Abstract

A family is described in which the father and three (and probably all four) children had a decreased capacity for the oxidation of medium-chain fatty acids resulting in a defective ketogenesis. The 4th child died at the age of 16 months during an episode of hypoketotic hypoglycemia (plasma glucose 0.7 mmole/l; 3-hydroxybutyrate 1.7 mmoles/1). Previously the child had always been in good health. Medium-chain fatty acids accumulated in the patient's plasma; the urinary organic acid profile showed large amounts of dicarboxylic acids and fatty acid conjugates such as hexanoylglycine, octanoylcarnitine, and octanoylglucuronide. The activity of medium-chain acyl-CoA dehydrogenase in an autopsy liver sample was only 15% of the mean control.
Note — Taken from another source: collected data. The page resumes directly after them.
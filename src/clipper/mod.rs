//! Polygon boolean operations and offsetting.
//!
//! Union, intersection, difference and Minkowski offsets over [`ExPolygons`],
//! implemented on the geo-clipper library. These operations carry the whole
//! support pipeline:
//! - collision areas are unions of model outlines and the machine border,
//!   inflated by the sampled branch radius,
//! - avoidance areas are erosions of the layer above united with the current
//!   collision layer,
//! - rendered branches are unions of per-node circles with the model
//!   subtracted back out.
//!
//! Branch-collision offsets must use round joins so branch cross-sections
//! stay near-circular; the round join is approximated by short segments.

use crate::geometry::{expolygon, ExPolygon, ExPolygons, Point, Polygon};
use crate::{scale, unscale, Coord, CoordF};
use geo::{Coord as GeoCoord, LineString, MultiPolygon, Polygon as GeoPolygon};
use geo_clipper::{Clipper, EndType, JoinType};

/// Precision factor handed to clipper; 1000 steps per millimetre keeps the
/// integer micron grid exact through the f64 round-trip.
const CLIPPER_FACTOR: CoordF = 1000.0;

/// Join type for offset corners.
#[derive(Debug, Clone, Copy, PartialEq, Eq, Default)]
pub enum OffsetJoinType {
    /// Square corners
    Square,
    /// Round corners, approximated by short segments
    #[default]
    Round,
    /// Mitered corners
    Miter,
}

impl From<OffsetJoinType> for JoinType {
    fn from(jt: OffsetJoinType) -> Self {
        match jt {
            OffsetJoinType::Square => JoinType::Square,
            OffsetJoinType::Round => JoinType::Round(0.25), // Default arc tolerance
            OffsetJoinType::Miter => JoinType::Miter(2.0),  // Default miter limit
        }
    }
}

/// Convert a ring to a closed geo LineString in millimetres.
fn ring_to_geo(poly: &Polygon) -> LineString<f64> {
    let mut ring: Vec<GeoCoord<f64>> = poly
        .points()
        .iter()
        .map(|p| GeoCoord {
            x: unscale(p.x),
            y: unscale(p.y),
        })
        .collect();

    // Close the ring if needed
    if let (Some(first), Some(last)) = (ring.first(), ring.last()) {
        if first != last {
            ring.push(*first);
        }
    }

    LineString::new(ring)
}

/// Convert our ExPolygon to geo's Polygon type (with holes).
fn expolygon_to_geo(expoly: &ExPolygon) -> GeoPolygon<f64> {
    let exterior = ring_to_geo(&expoly.contour);
    let holes: Vec<LineString<f64>> = expoly.holes.iter().map(ring_to_geo).collect();
    GeoPolygon::new(exterior, holes)
}

/// Convert a geo ring back to our Polygon type.
fn geo_to_ring(line: &LineString<f64>) -> Polygon {
    let mut points: Vec<Point> = line
        .coords()
        .map(|c| Point::new(scale(c.x), scale(c.y)))
        .collect();

    // Remove the closing point if present (our Polygon doesn't store it)
    if points.len() > 1 {
        if let (Some(first), Some(last)) = (points.first(), points.last()) {
            if first == last {
                points.pop();
            }
        }
    }

    Polygon::from_points(points)
}

/// Convert geo's Polygon to our ExPolygon type (with holes).
fn geo_to_expolygon(geo_poly: &GeoPolygon<f64>) -> ExPolygon {
    let contour = geo_to_ring(geo_poly.exterior());
    let holes: Vec<Polygon> = geo_poly.interiors().iter().map(geo_to_ring).collect();
    ExPolygon::with_holes(contour, holes)
}

/// Convert geo's MultiPolygon to our ExPolygons type. Degenerate slivers the
/// clipper occasionally emits after aggressive erosion are dropped here.
fn geo_multi_to_expolygons(multi: &MultiPolygon<f64>) -> ExPolygons {
    expolygon::remove_degenerate(multi.0.iter().map(geo_to_expolygon).collect())
}

/// Convert our ExPolygons to geo's MultiPolygon.
fn expolygons_to_geo_multi(expolys: &[ExPolygon]) -> MultiPolygon<f64> {
    MultiPolygon::new(expolys.iter().map(expolygon_to_geo).collect())
}

// ============================================================================
// Boolean Operations
// ============================================================================

/// Compute the union of two sets of polygons.
pub fn union(subject: &[ExPolygon], clip: &[ExPolygon]) -> ExPolygons {
    if subject.is_empty() {
        return union_ex(clip);
    }
    if clip.is_empty() {
        return union_ex(subject);
    }

    let subject_geo = expolygons_to_geo_multi(subject);
    let clip_geo = expolygons_to_geo_multi(clip);

    let result = subject_geo.union(&clip_geo, CLIPPER_FACTOR);
    geo_multi_to_expolygons(&result)
}

/// Union a single set of potentially overlapping polygons, resolving the
/// result into disjoint parts with holes.
pub fn union_ex(polygons: &[ExPolygon]) -> ExPolygons {
    if polygons.is_empty() {
        return vec![];
    }

    let subject_geo = expolygons_to_geo_multi(polygons);
    let empty = MultiPolygon::<f64>::new(vec![]);

    let result = subject_geo.union(&empty, CLIPPER_FACTOR);
    geo_multi_to_expolygons(&result)
}

/// Compute the intersection of two sets of polygons.
pub fn intersection(subject: &[ExPolygon], clip: &[ExPolygon]) -> ExPolygons {
    if subject.is_empty() || clip.is_empty() {
        return vec![];
    }

    let subject_geo = expolygons_to_geo_multi(subject);
    let clip_geo = expolygons_to_geo_multi(clip);

    let result = subject_geo.intersection(&clip_geo, CLIPPER_FACTOR);
    geo_multi_to_expolygons(&result)
}

/// Compute the difference of two sets of polygons (subject - clip).
pub fn difference(subject: &[ExPolygon], clip: &[ExPolygon]) -> ExPolygons {
    if subject.is_empty() {
        return vec![];
    }
    if clip.is_empty() {
        return subject.to_vec();
    }

    let subject_geo = expolygons_to_geo_multi(subject);
    let clip_geo = expolygons_to_geo_multi(clip);

    let result = subject_geo.difference(&clip_geo, CLIPPER_FACTOR);
    geo_multi_to_expolygons(&result)
}

// ============================================================================
// Offset Operations
// ============================================================================

/// Offset ExPolygons by a given distance in scaled units.
///
/// Positive delta inflates (grows) the polygons, negative delta deflates
/// (shrinks) them.
pub fn offset_expolygons(
    expolygons: &[ExPolygon],
    delta: Coord,
    join_type: OffsetJoinType,
) -> ExPolygons {
    if expolygons.is_empty() {
        return vec![];
    }
    if delta == 0 {
        return union_ex(expolygons);
    }

    let geo_multi = expolygons_to_geo_multi(expolygons);
    let jt = join_type.into();

    let result = geo_multi.offset(unscale(delta), jt, EndType::ClosedPolygon, CLIPPER_FACTOR);
    geo_multi_to_expolygons(&result)
}

/// Offset a single ExPolygon by a given distance in scaled units.
pub fn offset_expolygon(
    expolygon: &ExPolygon,
    delta: Coord,
    join_type: OffsetJoinType,
) -> ExPolygons {
    offset_expolygons(std::slice::from_ref(expolygon), delta, join_type)
}

// ============================================================================
// Utility Functions
// ============================================================================

/// Decompose a region set into simple parts-with-holes, one per connected
/// outer contour. Order is unspecified but stable within one call.
pub fn split_into_parts(expolygons: &[ExPolygon]) -> ExPolygons {
    union_ex(expolygons)
}

/// Simplify every ring of a region set: segments shorter than `max_segment`
/// are removed while vertex displacement stays within `max_deviation`.
/// Regions smaller than the deviation budget are dropped entirely.
pub fn simplify_expolygons(
    expolygons: ExPolygons,
    max_segment: Coord,
    max_deviation: Coord,
) -> ExPolygons {
    let simplified = expolygons
        .into_iter()
        .map(|mut expoly| {
            for ring in expoly.all_polygons_mut() {
                ring.simplify(max_segment, max_deviation);
            }
            expoly
        })
        .collect();
    expolygon::remove_small(simplified, max_deviation as CoordF * max_deviation as CoordF)
}

/// Remove micrometre-scale jitter from every ring of a region set. Designed
/// as numerical cleanup after offsets.
pub fn smooth_expolygons(expolygons: ExPolygons, remove_length: Coord) -> ExPolygons {
    expolygons
        .into_iter()
        .map(|mut expoly| {
            for ring in expoly.all_polygons_mut() {
                ring.smooth(remove_length);
            }
            expoly
        })
        .filter(|expoly| !expoly.is_empty())
        .collect()
}
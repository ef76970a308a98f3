//! Point-movement helpers over region sets.
//!
//! The node dropper steers branch positions with three primitives: pull a
//! candidate into an overhang part, push a tentative position out of an
//! avoidance area, and nudge a model-resting branch deeper into the internal
//! guide. All of them are no-ops when the point already satisfies the
//! condition, and all of them refuse moves beyond a squared distance budget
//! so the slope limit cannot be violated by geometry cleanup.

use super::expolygon::{self, ExPolygon};
use super::Point;
use crate::Coord;

/// The closest point on a region-set boundary, together with the edge that
/// hosts it and the index of the hosting part.
#[derive(Debug, Clone, Copy)]
pub struct ClosestPolygonPoint {
    pub location: Point,
    pub segment_start: Point,
    pub segment_end: Point,
    pub part_index: usize,
}

impl ClosestPolygonPoint {
    /// Unit normal of the hosting edge, scaled to `length`. Returns the zero
    /// vector for a degenerate edge.
    fn edge_normal(&self, length: Coord) -> Point {
        let seg = self.segment_end - self.segment_start;
        Point::new(-seg.y, seg.x).normalized_to(length)
    }
}

/// Find the closest boundary point of a region set. Hole borders count as
/// boundary. Returns `None` when the set has no edges.
pub fn find_closest(p: Point, parts: &[ExPolygon]) -> Option<ClosestPolygonPoint> {
    let mut best: Option<ClosestPolygonPoint> = None;
    let mut best_dist = i128::MAX;

    for (part_index, part) in parts.iter().enumerate() {
        for ring in part.all_polygons() {
            if ring.len() < 2 {
                continue;
            }
            let Some((location, edge)) = ring.closest_point_with_edge(&p) else {
                continue;
            };
            let dist = p.distance_squared(&location);
            if dist < best_dist {
                best_dist = dist;
                best = Some(ClosestPolygonPoint {
                    location,
                    segment_start: ring.points()[edge],
                    segment_end: ring.point_at(edge + 1),
                    part_index,
                });
            }
        }
    }

    best
}

/// Move `p` onto (or into) a single region.
///
/// With `preferred_dist_inside == 0` the point is pulled to the nearest
/// boundary point when outside; a point already inside is left alone. With a
/// positive distance the point is placed that far inside the region. The
/// move is only applied when its squared length stays within `max_dist2`.
pub fn move_inside(
    part: &ExPolygon,
    p: &mut Point,
    preferred_dist_inside: Coord,
    max_dist2: i128,
) -> bool {
    if part.inside(p, true) && preferred_dist_inside == 0 {
        return true;
    }

    let parts = std::slice::from_ref(part);
    let closest = match find_closest(*p, parts) {
        Some(c) => c,
        None => return false,
    };

    let candidate = if preferred_dist_inside == 0 {
        Some(closest.location)
    } else {
        pick_candidate(parts, &closest, preferred_dist_inside, true)
    };

    match candidate {
        Some(candidate) if p.distance_squared(&candidate) <= max_dist2 => {
            *p = candidate;
            true
        }
        _ => false,
    }
}

/// Move `p` out of a region set, to `preferred_dist_outside` beyond the
/// nearest boundary. A point already outside is left alone. The move is only
/// applied when its squared length stays within `max_dist2`.
pub fn move_outside(
    region: &[ExPolygon],
    p: &mut Point,
    preferred_dist_outside: Coord,
    max_dist2: i128,
) -> bool {
    if !expolygon::contains(region, p, false) {
        return true;
    }

    let closest = match find_closest(*p, region) {
        Some(c) => c,
        None => return true,
    };

    match pick_candidate(region, &closest, preferred_dist_outside, false) {
        Some(candidate) if p.distance_squared(&candidate) <= max_dist2 => {
            *p = candidate;
            true
        }
        _ => false,
    }
}

/// Place `p` at `preferred_dist_inside` inside a region set, measured from a
/// previously computed closest boundary point. Used to walk model-resting
/// branches toward the interior; the caller clamps the resulting
/// displacement to the slope limit.
pub fn ensure_inside(
    region: &[ExPolygon],
    p: &mut Point,
    closest: &ClosestPolygonPoint,
    preferred_dist_inside: Coord,
) -> bool {
    match pick_candidate(region, closest, preferred_dist_inside, true) {
        Some(candidate) => {
            *p = candidate;
            true
        }
        None => false,
    }
}

/// Offset the closest boundary point along the hosting edge's normal, picking
/// the side that lands inside (or outside) the region.
fn pick_candidate(
    region: &[ExPolygon],
    closest: &ClosestPolygonPoint,
    distance: Coord,
    want_inside: bool,
) -> Option<Point> {
    let normal = closest.edge_normal(distance.max(1));
    if normal == Point::zero() {
        return None;
    }

    let candidates = [closest.location + normal, closest.location - normal];
    candidates
        .into_iter()
        .find(|c| expolygon::contains(region, c, false) == want_inside)
}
The first child had died at the age of 19 months under similar conditions. When subjected to a 17 h fast the father and the 2nd and 3rd child, but not the mother, accumulated octanoic, decanoic and cis-4-decenoic acids in their plasma.Their urinary organic acid profile resembled that of the deceased 4th child, but excretions were at a lower level. Measurement of [14-C]-octanoate degradation in cultured fibroblasts revealed low values for the father and the two ‘healthy’ children as compared to the controls. It is suggested that a -partial- deficiency of medium-chain acyl-CoA dehydrogenase may lead to life-threatening illness when gastrointestinal abnormalities eventually lead to a severe depletion of the glycogen stores. Careful monitoring of at-risk patients is indicated under these circumstances.